━━━━━ DATA ━━━━━

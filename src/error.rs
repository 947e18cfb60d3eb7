//! Error types for overload-dispatch.
//!
//! Schema validation failures are not errors: they are recorded per entry
//! as [`SchemaIssue`](crate::schema::SchemaIssue) and simply exclude that
//! entry from selection. Only the conditions below propagate to the caller.

use std::fmt;

use thiserror::Error;

use crate::overload::OverloadSignature;

/// Main error type for all dispatch operations.
#[derive(Debug, Error)]
pub enum OverloadError {
    /// A matched handler could not deserialize its shaped arguments.
    #[error("handler #{index} of `{method}` rejected its arguments: {source}")]
    Decode {
        /// Name of the overloaded method.
        method: String,
        /// Declaration index of the matched entry.
        index: usize,
        #[source]
        source: serde_json::Error,
    },

    /// Raised explicitly by a fallback that treats "no handler" as an error.
    #[error(transparent)]
    NoMatch(#[from] NoMatchingOverload),
}

/// Result type alias using OverloadError.
pub type Result<T> = std::result::Result<T, OverloadError>;

/// Signal that no declared overload accepted a call.
///
/// The dispatcher never raises this itself. A fallback builds it when
/// reaching the un-decorated body is an error condition, and `overloads`
/// carries every declared signature for diagnostics.
#[derive(Debug, Clone, Error)]
#[error("{message}")]
pub struct NoMatchingOverload {
    /// Every declared entry, in declaration order.
    pub overloads: Vec<OverloadSignature>,
    /// Message fragments joined with single spaces and trimmed.
    pub message: String,
}

impl NoMatchingOverload {
    /// Build the signal from the declared entries and message fragments.
    pub fn new<I>(overloads: Vec<OverloadSignature>, fragments: I) -> Self
    where
        I: IntoIterator,
        I::Item: fmt::Display,
    {
        let message = fragments
            .into_iter()
            .map(|f| f.to_string())
            .collect::<Vec<_>>()
            .join(" ")
            .trim()
            .to_string();

        Self { overloads, message }
    }

    /// Multi-line listing of the declared overloads, one per line.
    pub fn describe_overloads(&self) -> String {
        self.overloads
            .iter()
            .map(|o| format!("  {o}"))
            .collect::<Vec<_>>()
            .join("\n")
    }
}

#[cfg(test)]
mod tests {
    use super::*;
    use crate::overload::Signature;
    use crate::schema::Schema;

    fn sample_overloads() -> Vec<OverloadSignature> {
        vec![
            OverloadSignature::new(0, Signature::NoArgs, None),
            OverloadSignature::new(1, Signature::Single(Schema::String), Some(1)),
        ]
    }

    #[test]
    fn test_message_joins_fragments_with_spaces() {
        let err = NoMatchingOverload::new(sample_overloads(), ["a", "b", "c"]);
        assert_eq!(err.message, "a b c");
        assert_eq!(err.to_string(), "a b c");
    }

    #[test]
    fn test_message_is_trimmed() {
        let err = NoMatchingOverload::new(Vec::new(), ["", "no", "handler", ""]);
        assert_eq!(err.message, "no handler");

        let empty = NoMatchingOverload::new(Vec::new(), Vec::<String>::new());
        assert_eq!(empty.message, "");
    }

    #[test]
    fn test_overloads_field_is_preserved() {
        let overloads = sample_overloads();
        let err = NoMatchingOverload::new(overloads.clone(), ["x"]);
        assert_eq!(err.overloads, overloads);
    }

    #[test]
    fn test_fragments_accept_display_values() {
        let fragments: [&dyn fmt::Display; 3] = [&"got", &3, &"args"];
        let err = NoMatchingOverload::new(Vec::new(), fragments);
        assert_eq!(err.message, "got 3 args");
    }

    #[test]
    fn test_no_match_converts_into_overload_error() {
        let err: OverloadError = NoMatchingOverload::new(Vec::new(), ["nothing", "matched"]).into();
        assert!(matches!(err, OverloadError::NoMatch(_)));
        assert_eq!(err.to_string(), "nothing matched");
    }

    #[test]
    fn test_describe_overloads_lists_each_entry() {
        let err = NoMatchingOverload::new(sample_overloads(), ["x"]);
        let listing = err.describe_overloads();
        assert_eq!(listing.lines().count(), 2);
        assert!(listing.contains("()"));
        assert!(listing.contains("string"));
    }
}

━━━━━

Please return every line in the data that includes the string "NoMatchingOverload".

ANSWER AREA ▸
    NoMatch(#[from] NoMatchingOverload),
pub struct NoMatchingOverload {
impl NoMatchingOverload {
        let err = NoMatchingOverload::new(sample_overloads(), ["a", "b", "c"]);
        let err = NoMatchingOverload::new(Vec::new(), ["", "no", "handler", ""]);
        let empty = NoMatchingOverload::new(Vec::new(), Vec::<String>::new());
        let err = NoMatchingOverload::new(overloads.clone(), ["x"]);
        let err = NoMatchingOverload::new(Vec::new(), fragments);
        let err: OverloadError = NoMatchingOverload::new(Vec::new(), ["nothing", "matched"]).into();
        let err = NoMatchingOverload::new(sample_overloads(), ["x"]);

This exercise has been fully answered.